## What is being asked
Once you find the line with "filename crates/corelink-ctrl/src/lib.rs" in the data that follows, repeat it and every line after it exactly, through the line with "link with the".

═══

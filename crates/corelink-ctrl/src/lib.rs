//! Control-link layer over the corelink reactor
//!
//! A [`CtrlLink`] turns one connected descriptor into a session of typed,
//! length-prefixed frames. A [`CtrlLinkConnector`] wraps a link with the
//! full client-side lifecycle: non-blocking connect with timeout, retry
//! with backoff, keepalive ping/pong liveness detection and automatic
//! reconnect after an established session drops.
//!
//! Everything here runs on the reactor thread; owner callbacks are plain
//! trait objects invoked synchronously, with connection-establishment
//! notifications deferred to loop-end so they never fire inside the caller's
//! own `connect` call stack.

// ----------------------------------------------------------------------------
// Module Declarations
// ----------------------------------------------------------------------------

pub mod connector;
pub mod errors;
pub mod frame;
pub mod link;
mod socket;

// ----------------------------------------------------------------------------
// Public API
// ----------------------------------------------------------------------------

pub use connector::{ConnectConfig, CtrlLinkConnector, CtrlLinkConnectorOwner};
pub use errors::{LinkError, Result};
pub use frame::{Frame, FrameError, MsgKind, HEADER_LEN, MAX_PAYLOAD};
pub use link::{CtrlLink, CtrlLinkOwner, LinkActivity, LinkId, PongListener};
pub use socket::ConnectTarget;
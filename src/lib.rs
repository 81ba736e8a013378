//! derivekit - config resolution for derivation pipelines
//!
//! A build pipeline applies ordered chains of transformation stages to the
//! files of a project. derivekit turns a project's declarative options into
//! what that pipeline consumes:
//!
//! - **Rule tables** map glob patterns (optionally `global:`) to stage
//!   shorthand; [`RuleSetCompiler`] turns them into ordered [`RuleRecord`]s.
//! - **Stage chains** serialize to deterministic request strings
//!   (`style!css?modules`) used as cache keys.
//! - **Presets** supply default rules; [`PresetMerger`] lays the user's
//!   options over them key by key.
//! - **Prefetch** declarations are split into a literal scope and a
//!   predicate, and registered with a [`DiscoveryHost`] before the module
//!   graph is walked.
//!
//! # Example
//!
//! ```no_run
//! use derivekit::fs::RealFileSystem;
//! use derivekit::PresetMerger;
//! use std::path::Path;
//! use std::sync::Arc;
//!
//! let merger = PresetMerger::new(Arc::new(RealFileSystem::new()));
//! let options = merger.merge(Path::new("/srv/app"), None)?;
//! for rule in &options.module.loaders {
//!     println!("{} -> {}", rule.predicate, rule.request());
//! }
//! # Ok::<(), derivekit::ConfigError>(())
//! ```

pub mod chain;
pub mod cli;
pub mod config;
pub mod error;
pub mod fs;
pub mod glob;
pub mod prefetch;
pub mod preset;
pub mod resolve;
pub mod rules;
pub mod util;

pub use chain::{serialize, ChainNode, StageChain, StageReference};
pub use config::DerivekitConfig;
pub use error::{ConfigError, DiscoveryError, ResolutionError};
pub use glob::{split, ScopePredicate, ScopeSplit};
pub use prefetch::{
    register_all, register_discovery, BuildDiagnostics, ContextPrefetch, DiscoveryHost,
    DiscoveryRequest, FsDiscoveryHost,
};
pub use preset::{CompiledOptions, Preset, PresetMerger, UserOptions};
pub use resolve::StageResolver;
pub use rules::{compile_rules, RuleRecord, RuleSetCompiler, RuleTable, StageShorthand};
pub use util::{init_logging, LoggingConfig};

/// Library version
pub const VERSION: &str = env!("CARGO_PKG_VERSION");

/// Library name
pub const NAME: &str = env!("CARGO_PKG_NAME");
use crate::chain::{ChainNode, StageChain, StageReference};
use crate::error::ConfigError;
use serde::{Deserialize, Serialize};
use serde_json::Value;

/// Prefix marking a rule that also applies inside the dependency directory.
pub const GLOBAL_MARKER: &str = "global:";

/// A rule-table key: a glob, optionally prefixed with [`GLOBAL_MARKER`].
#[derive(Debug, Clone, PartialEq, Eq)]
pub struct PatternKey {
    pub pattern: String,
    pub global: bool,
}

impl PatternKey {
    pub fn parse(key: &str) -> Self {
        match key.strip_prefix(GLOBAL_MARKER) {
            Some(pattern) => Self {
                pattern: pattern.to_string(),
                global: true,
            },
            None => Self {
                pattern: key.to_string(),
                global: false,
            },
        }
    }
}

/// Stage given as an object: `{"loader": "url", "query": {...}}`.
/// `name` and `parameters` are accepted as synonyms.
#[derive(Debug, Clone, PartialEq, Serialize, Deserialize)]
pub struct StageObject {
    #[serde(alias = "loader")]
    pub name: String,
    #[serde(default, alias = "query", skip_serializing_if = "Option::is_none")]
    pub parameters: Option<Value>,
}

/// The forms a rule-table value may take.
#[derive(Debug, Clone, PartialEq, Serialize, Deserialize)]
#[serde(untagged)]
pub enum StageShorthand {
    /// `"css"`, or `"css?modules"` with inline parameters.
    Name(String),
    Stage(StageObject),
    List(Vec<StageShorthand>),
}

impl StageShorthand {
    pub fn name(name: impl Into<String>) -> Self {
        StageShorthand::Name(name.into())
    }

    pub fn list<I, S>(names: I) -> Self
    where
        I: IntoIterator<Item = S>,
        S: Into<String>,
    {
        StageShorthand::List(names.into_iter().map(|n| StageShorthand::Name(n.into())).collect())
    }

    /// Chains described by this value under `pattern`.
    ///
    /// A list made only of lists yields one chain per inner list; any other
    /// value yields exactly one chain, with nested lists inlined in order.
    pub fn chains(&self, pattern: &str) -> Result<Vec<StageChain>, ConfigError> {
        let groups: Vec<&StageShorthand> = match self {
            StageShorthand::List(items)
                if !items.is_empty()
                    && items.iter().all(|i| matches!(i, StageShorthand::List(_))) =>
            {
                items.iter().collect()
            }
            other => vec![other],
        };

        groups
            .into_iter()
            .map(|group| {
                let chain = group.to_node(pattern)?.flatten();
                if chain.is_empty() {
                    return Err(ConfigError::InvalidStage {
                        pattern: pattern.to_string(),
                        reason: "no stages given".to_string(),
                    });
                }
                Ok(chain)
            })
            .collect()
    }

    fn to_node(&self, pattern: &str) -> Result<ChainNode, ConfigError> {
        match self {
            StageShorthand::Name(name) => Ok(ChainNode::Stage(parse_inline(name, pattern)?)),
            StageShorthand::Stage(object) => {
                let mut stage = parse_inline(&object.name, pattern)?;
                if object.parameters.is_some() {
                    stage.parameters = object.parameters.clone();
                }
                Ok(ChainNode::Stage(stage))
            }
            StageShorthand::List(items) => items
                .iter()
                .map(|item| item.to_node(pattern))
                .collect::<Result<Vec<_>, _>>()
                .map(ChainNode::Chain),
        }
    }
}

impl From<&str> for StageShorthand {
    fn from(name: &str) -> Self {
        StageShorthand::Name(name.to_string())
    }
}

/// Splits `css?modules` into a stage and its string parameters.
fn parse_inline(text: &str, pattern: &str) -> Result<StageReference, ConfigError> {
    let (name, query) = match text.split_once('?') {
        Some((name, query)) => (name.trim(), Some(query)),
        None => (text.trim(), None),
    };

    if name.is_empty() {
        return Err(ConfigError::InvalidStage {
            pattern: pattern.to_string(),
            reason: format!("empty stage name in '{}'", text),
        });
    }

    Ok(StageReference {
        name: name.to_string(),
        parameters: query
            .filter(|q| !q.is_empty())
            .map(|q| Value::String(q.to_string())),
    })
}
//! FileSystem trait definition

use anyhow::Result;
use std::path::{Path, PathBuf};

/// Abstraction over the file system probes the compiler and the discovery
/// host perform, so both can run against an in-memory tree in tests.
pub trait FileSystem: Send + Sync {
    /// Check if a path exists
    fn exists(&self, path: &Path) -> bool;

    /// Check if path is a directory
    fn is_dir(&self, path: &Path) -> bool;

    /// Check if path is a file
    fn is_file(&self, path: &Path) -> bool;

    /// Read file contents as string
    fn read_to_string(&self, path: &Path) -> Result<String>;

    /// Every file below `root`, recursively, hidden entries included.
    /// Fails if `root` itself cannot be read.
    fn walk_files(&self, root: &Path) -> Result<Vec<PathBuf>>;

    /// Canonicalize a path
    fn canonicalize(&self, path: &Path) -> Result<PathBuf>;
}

═══

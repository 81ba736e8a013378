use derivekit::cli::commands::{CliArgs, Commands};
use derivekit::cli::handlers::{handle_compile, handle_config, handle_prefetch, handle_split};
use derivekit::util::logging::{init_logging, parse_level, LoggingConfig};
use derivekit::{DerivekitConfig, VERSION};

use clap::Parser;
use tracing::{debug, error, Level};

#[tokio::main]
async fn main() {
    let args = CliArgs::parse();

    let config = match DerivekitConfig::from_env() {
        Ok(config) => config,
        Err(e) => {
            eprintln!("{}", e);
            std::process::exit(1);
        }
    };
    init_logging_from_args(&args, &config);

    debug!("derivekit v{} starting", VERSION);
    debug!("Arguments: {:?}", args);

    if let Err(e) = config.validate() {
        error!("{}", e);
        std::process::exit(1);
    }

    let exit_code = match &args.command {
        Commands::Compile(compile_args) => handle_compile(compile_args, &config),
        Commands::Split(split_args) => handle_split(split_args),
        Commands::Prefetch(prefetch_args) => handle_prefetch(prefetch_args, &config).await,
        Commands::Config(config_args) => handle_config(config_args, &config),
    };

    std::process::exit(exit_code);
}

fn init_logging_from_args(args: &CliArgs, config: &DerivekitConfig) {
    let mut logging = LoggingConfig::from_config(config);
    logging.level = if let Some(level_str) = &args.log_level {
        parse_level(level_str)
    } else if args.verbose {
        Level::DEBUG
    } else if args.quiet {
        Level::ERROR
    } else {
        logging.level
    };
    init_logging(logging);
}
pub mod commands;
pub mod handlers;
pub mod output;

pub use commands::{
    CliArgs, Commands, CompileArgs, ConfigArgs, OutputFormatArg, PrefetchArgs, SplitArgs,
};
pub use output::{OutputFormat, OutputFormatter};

═══

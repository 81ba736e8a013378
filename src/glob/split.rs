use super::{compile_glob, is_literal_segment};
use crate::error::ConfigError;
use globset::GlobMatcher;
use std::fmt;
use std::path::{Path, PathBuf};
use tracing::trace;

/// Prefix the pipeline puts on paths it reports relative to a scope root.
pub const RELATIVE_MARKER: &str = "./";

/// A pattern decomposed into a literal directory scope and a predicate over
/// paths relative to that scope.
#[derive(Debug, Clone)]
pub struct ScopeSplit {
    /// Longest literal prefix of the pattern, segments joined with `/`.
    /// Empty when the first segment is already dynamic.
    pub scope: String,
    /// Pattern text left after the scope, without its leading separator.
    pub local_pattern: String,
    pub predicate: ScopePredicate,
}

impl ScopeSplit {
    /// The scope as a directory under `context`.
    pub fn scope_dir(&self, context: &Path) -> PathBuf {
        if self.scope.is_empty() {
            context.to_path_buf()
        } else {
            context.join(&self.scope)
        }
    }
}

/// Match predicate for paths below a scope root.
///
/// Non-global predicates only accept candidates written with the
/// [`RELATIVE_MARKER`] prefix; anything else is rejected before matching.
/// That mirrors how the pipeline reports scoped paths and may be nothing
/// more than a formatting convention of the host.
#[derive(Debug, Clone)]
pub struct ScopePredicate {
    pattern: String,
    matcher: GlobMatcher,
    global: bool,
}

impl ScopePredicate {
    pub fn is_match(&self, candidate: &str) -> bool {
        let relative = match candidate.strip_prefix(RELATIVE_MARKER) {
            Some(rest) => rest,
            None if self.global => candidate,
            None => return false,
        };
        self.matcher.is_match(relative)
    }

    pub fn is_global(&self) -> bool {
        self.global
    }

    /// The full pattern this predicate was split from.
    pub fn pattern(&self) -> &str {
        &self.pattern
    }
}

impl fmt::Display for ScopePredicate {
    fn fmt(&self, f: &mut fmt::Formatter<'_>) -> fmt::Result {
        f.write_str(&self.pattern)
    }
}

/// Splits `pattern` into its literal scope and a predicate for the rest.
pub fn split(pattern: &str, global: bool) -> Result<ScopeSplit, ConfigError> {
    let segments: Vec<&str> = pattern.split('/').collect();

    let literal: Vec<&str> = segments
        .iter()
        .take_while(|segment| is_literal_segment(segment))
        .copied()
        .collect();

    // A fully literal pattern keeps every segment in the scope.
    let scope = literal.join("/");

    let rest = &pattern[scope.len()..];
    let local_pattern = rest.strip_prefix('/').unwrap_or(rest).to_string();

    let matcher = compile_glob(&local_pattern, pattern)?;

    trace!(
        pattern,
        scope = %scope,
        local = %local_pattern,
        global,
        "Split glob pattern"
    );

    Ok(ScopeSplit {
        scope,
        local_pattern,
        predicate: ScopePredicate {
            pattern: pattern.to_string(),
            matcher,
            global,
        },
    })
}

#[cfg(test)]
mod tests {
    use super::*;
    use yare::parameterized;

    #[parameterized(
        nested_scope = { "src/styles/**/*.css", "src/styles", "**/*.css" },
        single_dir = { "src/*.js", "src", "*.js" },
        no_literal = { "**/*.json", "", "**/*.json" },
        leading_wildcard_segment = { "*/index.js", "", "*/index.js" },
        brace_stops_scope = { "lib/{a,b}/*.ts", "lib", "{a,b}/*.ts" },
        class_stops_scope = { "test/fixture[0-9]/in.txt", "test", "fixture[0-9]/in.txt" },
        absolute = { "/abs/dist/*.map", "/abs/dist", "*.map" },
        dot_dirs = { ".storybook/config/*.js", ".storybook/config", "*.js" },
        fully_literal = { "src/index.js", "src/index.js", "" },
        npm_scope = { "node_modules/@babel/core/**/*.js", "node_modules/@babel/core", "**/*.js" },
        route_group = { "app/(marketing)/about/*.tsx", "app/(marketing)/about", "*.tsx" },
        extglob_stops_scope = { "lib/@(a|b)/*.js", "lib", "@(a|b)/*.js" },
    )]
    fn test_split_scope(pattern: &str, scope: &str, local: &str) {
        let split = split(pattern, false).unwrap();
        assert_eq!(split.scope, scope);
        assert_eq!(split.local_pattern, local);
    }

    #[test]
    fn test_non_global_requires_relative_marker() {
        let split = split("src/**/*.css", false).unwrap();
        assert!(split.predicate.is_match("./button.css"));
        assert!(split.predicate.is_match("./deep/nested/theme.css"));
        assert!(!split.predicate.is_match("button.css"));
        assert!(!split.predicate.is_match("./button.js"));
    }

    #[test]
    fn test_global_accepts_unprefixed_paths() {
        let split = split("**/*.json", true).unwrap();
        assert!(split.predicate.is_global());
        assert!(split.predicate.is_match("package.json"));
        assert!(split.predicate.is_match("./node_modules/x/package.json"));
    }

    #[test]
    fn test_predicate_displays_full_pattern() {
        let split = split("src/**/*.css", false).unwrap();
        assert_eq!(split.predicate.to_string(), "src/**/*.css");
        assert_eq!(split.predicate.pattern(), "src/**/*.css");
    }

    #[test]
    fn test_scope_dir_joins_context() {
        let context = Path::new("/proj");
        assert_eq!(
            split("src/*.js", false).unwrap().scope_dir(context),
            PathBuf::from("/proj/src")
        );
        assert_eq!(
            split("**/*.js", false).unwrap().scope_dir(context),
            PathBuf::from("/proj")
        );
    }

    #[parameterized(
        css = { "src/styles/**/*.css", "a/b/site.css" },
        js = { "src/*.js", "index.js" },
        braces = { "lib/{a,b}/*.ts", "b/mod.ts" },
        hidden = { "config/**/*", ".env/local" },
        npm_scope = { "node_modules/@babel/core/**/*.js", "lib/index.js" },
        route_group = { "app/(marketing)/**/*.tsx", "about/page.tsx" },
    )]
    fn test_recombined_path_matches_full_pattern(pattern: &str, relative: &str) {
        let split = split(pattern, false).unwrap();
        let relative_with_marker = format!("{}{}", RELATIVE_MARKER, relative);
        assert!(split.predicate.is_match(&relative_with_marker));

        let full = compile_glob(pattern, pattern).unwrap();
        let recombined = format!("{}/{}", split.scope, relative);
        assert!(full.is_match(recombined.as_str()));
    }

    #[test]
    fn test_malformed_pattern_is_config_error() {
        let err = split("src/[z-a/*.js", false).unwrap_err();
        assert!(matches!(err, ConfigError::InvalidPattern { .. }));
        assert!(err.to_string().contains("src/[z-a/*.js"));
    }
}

═══

## Result for this exercise
filename crates/corelink-ctrl/src/lib.rs
//! Control-link layer over the corelink reactor
//!
//! A [`CtrlLink`] turns one connected descriptor into a session of typed,
//! length-prefixed frames. A [`CtrlLinkConnector`] wraps a link with the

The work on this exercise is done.